In the records below, find the line with "return Err(e);" and the line with "use rayon::prelude::*;"; return exactly those lines and every line between them.

Saved data entries:
*** Block opens ***
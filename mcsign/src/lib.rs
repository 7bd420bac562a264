//! Sign and verify multi-cloud gateway requests with OPENSDS-HMAC-SHA256.
//!
//! This crate re-exports [`mcsign_core`] and the scheme crates behind
//! features, plus ready-made wiring for the common case.
//!
//! ```no_run
//! # #[tokio::main]
//! # async fn main() -> mcsign::Result<()> {
//! let signer = mcsign::opensds::default_signer()?;
//!
//! let mut req = http::Request::get("https://gateway/v1/backups")
//!     .body(())?
//!     .into_parts()
//!     .0;
//! signer.sign(&mut req, b"", "backup", "default").await?;
//! # Ok(())
//! # }
//! ```
#![cfg_attr(docsrs, feature(doc_auto_cfg))]

pub use mcsign_core::*;

#[cfg(feature = "default-context")]
mod context;
#[cfg(feature = "default-context")]
pub use context::default_context;

#[cfg(feature = "opensds")]
pub mod opensds;
use crate::{Context, ErrorKind, ProvideCredential, Result};
use async_trait::async_trait;
use std::fmt::{self, Debug};

/// A chain of credential providers that will be tried in order.
///
/// The first provider returning `Ok(Some(_))` wins. A provider that returns
/// `Ok(None)` or a [`ErrorKind::CredentialMissing`] error is skipped. Any other
/// error stops the chain and is returned as is, so a failing source is never
/// reported as a missing credential.
pub struct ProvideCredentialChain<C> {
    providers: Vec<Box<dyn ProvideCredential<Credential = C>>>,
}

impl<C: Send + Sync + Unpin + 'static> ProvideCredentialChain<C> {
    /// Create a new empty credential provider chain.
    pub fn new() -> Self {
        Self {
            providers: Vec::new(),
        }
    }

    /// Add a credential provider to the end of the chain.
    pub fn push(mut self, provider: impl ProvideCredential<Credential = C>) -> Self {
        self.providers.push(Box::new(provider));
        self
    }

    /// Add a credential provider to the front of the chain.
    pub fn push_front(mut self, provider: impl ProvideCredential<Credential = C>) -> Self {
        self.providers.insert(0, Box::new(provider));
        self
    }

    /// Create a credential provider chain from a vector of providers.
    pub fn from_vec(providers: Vec<Box<dyn ProvideCredential<Credential = C>>>) -> Self {
        Self { providers }
    }

    /// Number of providers in the chain.
    pub fn len(&self) -> usize {
        self.providers.len()
    }

    /// Whether the chain has no providers.
    pub fn is_empty(&self) -> bool {
        self.providers.is_empty()
    }
}

impl<C: Send + Sync + Unpin + 'static> Default for ProvideCredentialChain<C> {
    fn default() -> Self {
        Self::new()
    }
}

impl<C: Send + Sync + Unpin + 'static> Debug for ProvideCredentialChain<C> {
    fn fmt(&self, f: &mut fmt::Formatter<'_>) -> fmt::Result {
        f.debug_struct("ProvideCredentialChain")
            .field("providers", &self.providers)
            .finish()
    }
}

#[async_trait]
impl<C: Send + Sync + Unpin + 'static> ProvideCredential for ProvideCredentialChain<C> {
    type Credential = C;

    async fn provide_credential(&self, ctx: &Context) -> Result<Option<Self::Credential>> {
        for provider in &self.providers {
            log::debug!("trying credential provider: {}", provider.name());

            match provider.provide_credential(ctx).await {
                Ok(Some(cred)) => {
                    log::debug!("loaded credential from provider: {}", provider.name());
                    return Ok(Some(cred));
                }
                Ok(None) => {
                    log::debug!("no credential found in provider: {}", provider.name());
                    continue;
                }
                Err(e) if e.kind() == ErrorKind::CredentialMissing => {
                    log::debug!("credential missing in provider {}: {}", provider.name(), e);
                    continue;
                }
                Err(e) => {
                    log::warn!(
                        "error loading credential from provider {}: {:?}",
                        provider.name(),
                        e
                    );
                    return Err(e);
                }
            }
        }

        Ok(None)
    }

    fn name(&self) -> &'static str {
        "ProvideCredentialChain"
    }
}
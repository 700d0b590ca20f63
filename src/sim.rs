//! Headless simulation, batch runs and replays.
//!
//! Provides a pure function interface: `(seed, config) -> SimResult`.
//!
//! The autoplayer:
//! - spends all gold on random upgrades whenever it is idle
//! - starts a turn whenever stamina covers the roll
//! - spawns an enemy every `spawn_every_turns` finished turns
//! - strikes the oldest enemy `clicks_per_second` times per second
//!
//! Dice come from a [`SeededDice`] stream derived from the seed, so a seed
//! plus a [`SimConfig`] is all a replay needs.

use std::fmt;
use std::path::Path;

use rayon::prelude::*;
use serde::{Deserialize, Serialize};

use crate::error::{ensure_non_negative, CoreError};
use crate::game::invariants::assert_invariants;
use crate::game::{
    ConfigError, Discard, EventLog, EventSink, Session, SessionConfig, SessionTally, SeededDice,
    StatsRecord, StrikeOutcome, TurnPhase, UpgradeKind,
};

/// Most frames a single session may step through.
pub const MAX_FRAMES: f64 = 10_000_000.0;

/// Mixed into the seed for the dice stream so dice and upgrades differ.
const DICE_SEED_SALT: u64 = 0x9E37_79B9_7F4A_7C15;

/// Configuration for the autoplayer.
#[derive(Debug, Clone, PartialEq, Serialize, Deserialize)]
#[serde(default, deny_unknown_fields)]
pub struct SimConfig {
    /// Rules of the simulated session.
    pub session: SessionConfig,
    /// Stop after this many finished walks.
    pub max_turns: u32,
    /// Stop after this many simulated seconds.
    pub max_time: f64,
    /// Seconds per frame.
    pub time_step: f64,
    /// Spawn an enemy every n finished turns; zero disables spawning.
    pub spawn_every_turns: u32,
    /// Strikes per second against the oldest enemy.
    pub clicks_per_second: f64,
    /// Spend gold on upgrades when idle.
    pub upgrade: bool,
}

impl Default for SimConfig {
    fn default() -> Self {
        Self {
            session: SessionConfig::default(),
            max_turns: 100,
            max_time: 3600.0,
            time_step: 0.05,
            spawn_every_turns: 5,
            clicks_per_second: 2.0,
            upgrade: true,
        }
    }
}

impl SimConfig {
    /// Check every field, including the session rules.
    ///
    /// # Errors
    ///
    /// Returns [`CoreError::InvalidConfiguration`] or
    /// [`CoreError::InvalidAmount`] naming the first bad field.
    pub fn validate(&self) -> Result<(), CoreError> {
        self.session.validate()?;
        if !(self.time_step.is_finite() && self.time_step > 0.0) {
            return Err(CoreError::InvalidConfiguration(
                "time_step must be positive".to_string(),
            ));
        }
        ensure_non_negative(self.max_time)?;
        if self.max_time / self.time_step > MAX_FRAMES {
            return Err(CoreError::InvalidConfiguration(format!(
                "max_time / time_step exceeds {MAX_FRAMES} frames"
            )));
        }
        ensure_non_negative(self.clicks_per_second)?;
        Ok(())
    }

    /// Parse and validate a JSON document.
    ///
    /// # Errors
    ///
    /// Returns [`ConfigError::Parse`] or [`ConfigError::Invalid`].
    pub fn from_json(text: &str) -> Result<Self, ConfigError> {
        let config: Self = serde_json::from_str(text).map_err(ConfigError::Parse)?;
        config.validate().map_err(ConfigError::Invalid)?;
        Ok(config)
    }

    /// Read, parse and validate a JSON file.
    ///
    /// # Errors
    ///
    /// Returns [`ConfigError::Io`] if the file cannot be read, otherwise as
    /// [`Self::from_json`].
    pub fn load(path: impl AsRef<Path>) -> Result<Self, ConfigError> {
        let text = std::fs::read_to_string(path).map_err(ConfigError::Io)?;
        Self::from_json(&text)
    }
}

/// Final result of a simulated session.
#[derive(Debug, Clone, Copy, PartialEq, Serialize, Deserialize)]
pub struct SimResult {
    /// The seed used for this session.
    pub seed: u64,
    /// Simulated seconds.
    pub elapsed: f64,
    /// Session counters.
    pub tally: SessionTally,
    /// Enemies defeated.
    pub kills: u32,
    /// Gold left at the end.
    pub final_gold: u32,
    /// Stamina left at the end.
    pub final_stamina: u32,
    /// Stamina capacity at the end.
    pub final_stamina_max: u32,
    /// Hero stats at the end.
    pub stats: StatsRecord,
    /// Upgrades bought, indexed like [`UpgradeKind::ALL`].
    pub upgrades_by_kind: [u32; 7],
}

/// Error type for simulation operations.
#[derive(Debug)]
pub enum SimError {
    /// The configuration describes an impossible game.
    Config(CoreError),
    /// A session operation failed mid-run.
    Session(CoreError),
    /// A recording could not be read or written.
    Io(std::io::Error),
    /// A recording is not valid JSON for this schema.
    Parse(serde_json::Error),
}

impl fmt::Display for SimError {
    fn fmt(&self, f: &mut fmt::Formatter<'_>) -> fmt::Result {
        match self {
            Self::Config(e) => write!(f, "Invalid simulation config: {e}"),
            Self::Session(e) => write!(f, "Session failed: {e}"),
            Self::Io(e) => write!(f, "Recording I/O failed: {e}"),
            Self::Parse(e) => write!(f, "Recording is malformed: {e}"),
        }
    }
}

impl std::error::Error for SimError {
    fn source(&self) -> Option<&(dyn std::error::Error + 'static)> {
        match self {
            Self::Config(e) | Self::Session(e) => Some(e),
            Self::Io(e) => Some(e),
            Self::Parse(e) => Some(e),
        }
    }
}

impl From<CoreError> for SimError {
    fn from(e: CoreError) -> Self {
        Self::Session(e)
    }
}

/// Run one session to completion without recording events.
///
/// # Errors
///
/// Returns [`SimError::Config`] if `config` fails validation.
pub fn run_session(seed: u64, config: &SimConfig) -> Result<SimResult, SimError> {
    config.validate().map_err(SimError::Config)?;
    let session = Session::with_sink(config.session.clone(), seed, Discard)
        .map_err(SimError::Config)?;
    let (result, _) = drive(seed, session, config)?;
    Ok(result)
}

/// Run one session to completion, keeping the event journal.
///
/// # Errors
///
/// Returns [`SimError::Config`] if `config` fails validation.
pub fn run_session_logged(
    seed: u64,
    config: &SimConfig,
) -> Result<(SimResult, EventLog), SimError> {
    config.validate().map_err(SimError::Config)?;
    let session = Session::new(config.session.clone(), seed).map_err(SimError::Config)?;
    drive(seed, session, config)
}

/// Run `games` independent sessions in parallel, seeded
/// `base_seed, base_seed + 1, ...`. Results keep seed order.
#[must_use]
pub fn run_batch(
    base_seed: u64,
    games: u64,
    config: &SimConfig,
) -> Vec<Result<SimResult, SimError>> {
    (0..games)
        .into_par_iter()
        .map(|i| run_session(base_seed.wrapping_add(i), config))
        .collect()
}

/// Autoplay `session` until a turn or time limit is hit.
fn drive<S: EventSink>(
    seed: u64,
    mut session: Session<S>,
    config: &SimConfig,
) -> Result<(SimResult, S), SimError> {
    let mut dice = SeededDice::new(seed ^ DICE_SEED_SALT);
    let mut upgrades_by_kind = [0u32; 7];
    let mut next_spawn = config.spawn_every_turns;
    let mut strike_budget = 0.0;
    let roll_cost = config.session.roll_cost;

    while session.tally().turns_completed < config.max_turns && session.clock() < config.max_time {
        match session.phase() {
            TurnPhase::Idle => {
                if config.upgrade {
                    for applied in session.upgrade_all() {
                        upgrades_by_kind[applied.kind.index()] += 1;
                    }
                }
                if session.stamina().can_afford(roll_cost) {
                    session.begin_turn()?;
                }
            }
            TurnPhase::Rolling => {
                session.roll(&mut dice)?;
            }
            _ => {}
        }

        if next_spawn > 0 && session.tally().turns_completed >= next_spawn {
            next_spawn = next_spawn.saturating_add(config.spawn_every_turns);
            let path = session.walker().path();
            let across = (session.walker().current_index() + path.len() / 2) % path.len();
            let position = path.nodes()[across].position;
            session.spawn_default_enemy(position)?;
        }

        if let Some(target) = session.enemies().oldest() {
            strike_budget += config.clicks_per_second * config.time_step;
            while strike_budget >= 1.0 {
                strike_budget -= 1.0;
                if let StrikeOutcome::Defeated(_) = session.strike_enemy(target)? {
                    break;
                }
            }
        } else {
            strike_budget = 0.0;
        }

        session.update(config.time_step)?;
        assert_invariants(&session);
    }

    let result = SimResult {
        seed,
        elapsed: session.clock(),
        tally: session.tally(),
        kills: session.enemies().kills(),
        final_gold: session.gold().current(),
        final_stamina: session.stamina().current(),
        final_stamina_max: session.stamina().max(),
        stats: *session.stats(),
        upgrades_by_kind,
    };
    Ok((result, session.into_sink()))
}

/// Minimal recording: seed and config.
///
/// Because sessions are deterministic, this is all a replay needs.
#[derive(Debug, Clone, PartialEq, Serialize, Deserialize)]
pub struct Recording {
    /// Session seed.
    pub seed: u64,
    /// Autoplayer and session configuration.
    pub config: SimConfig,
}

impl Recording {
    /// Create a recording.
    #[must_use]
    pub fn new(seed: u64, config: SimConfig) -> Self {
        Self { seed, config }
    }

    /// Save as pretty-printed JSON.
    ///
    /// # Errors
    ///
    /// Returns [`SimError::Io`] if the file cannot be written.
    pub fn save(&self, path: &Path) -> Result<(), SimError> {
        let json = serde_json::to_string_pretty(self).map_err(SimError::Parse)?;
        std::fs::write(path, json).map_err(SimError::Io)
    }

    /// Load and validate a recording.
    ///
    /// # Errors
    ///
    /// Returns [`SimError::Io`], [`SimError::Parse`] or [`SimError::Config`].
    pub fn load(path: &Path) -> Result<Self, SimError> {
        let text = std::fs::read_to_string(path).map_err(SimError::Io)?;
        let recording: Self = serde_json::from_str(&text).map_err(SimError::Parse)?;
        recording.config.validate().map_err(SimError::Config)?;
        Ok(recording)
    }

    /// Re-run the recorded session.
    ///
    /// # Errors
    ///
    /// As [`run_session`].
    pub fn replay(&self) -> Result<SimResult, SimError> {
        run_session(self.seed, &self.config)
    }

    /// Re-run the recorded session, keeping the event journal.
    ///
    /// # Errors
    ///
    /// As [`run_session`].
    pub fn replay_logged(&self) -> Result<(SimResult, EventLog), SimError> {
        run_session_logged(self.seed, &self.config)
    }
}

/// Upgrade counts paired with their kinds.
#[must_use]
pub fn upgrade_breakdown(result: &SimResult) -> Vec<(UpgradeKind, u32)> {
    UpgradeKind::ALL
        .iter()
        .zip(result.upgrades_by_kind)
        .map(|(&kind, count)| (kind, count))
        .collect()
}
*** Block closes ***
• _EXERCISE RESPONSE_
                    return Err(e);
                }
            }
        }

        Ok(None)
    }

    fn name(&self) -> &'static str {
        "ProvideCredentialChain"
    }
}
repository 700d0b590ca20f63
filename src/sim.rs
//! Headless simulation, batch runs and replays.
//!
//! Provides a pure function interface: `(seed, config) -> SimResult`.
//!
//! The autoplayer:
//! - spends all gold on random upgrades whenever it is idle
//! - starts a turn whenever stamina covers the roll
//! - spawns an enemy every `spawn_every_turns` finished turns
//! - strikes the oldest enemy `clicks_per_second` times per second
//!
//! Dice come from a [`SeededDice`] stream derived from the seed, so a seed
//! plus a [`SimConfig`] is all a replay needs.

use std::fmt;
use std::path::Path;

use rayon::prelude::*;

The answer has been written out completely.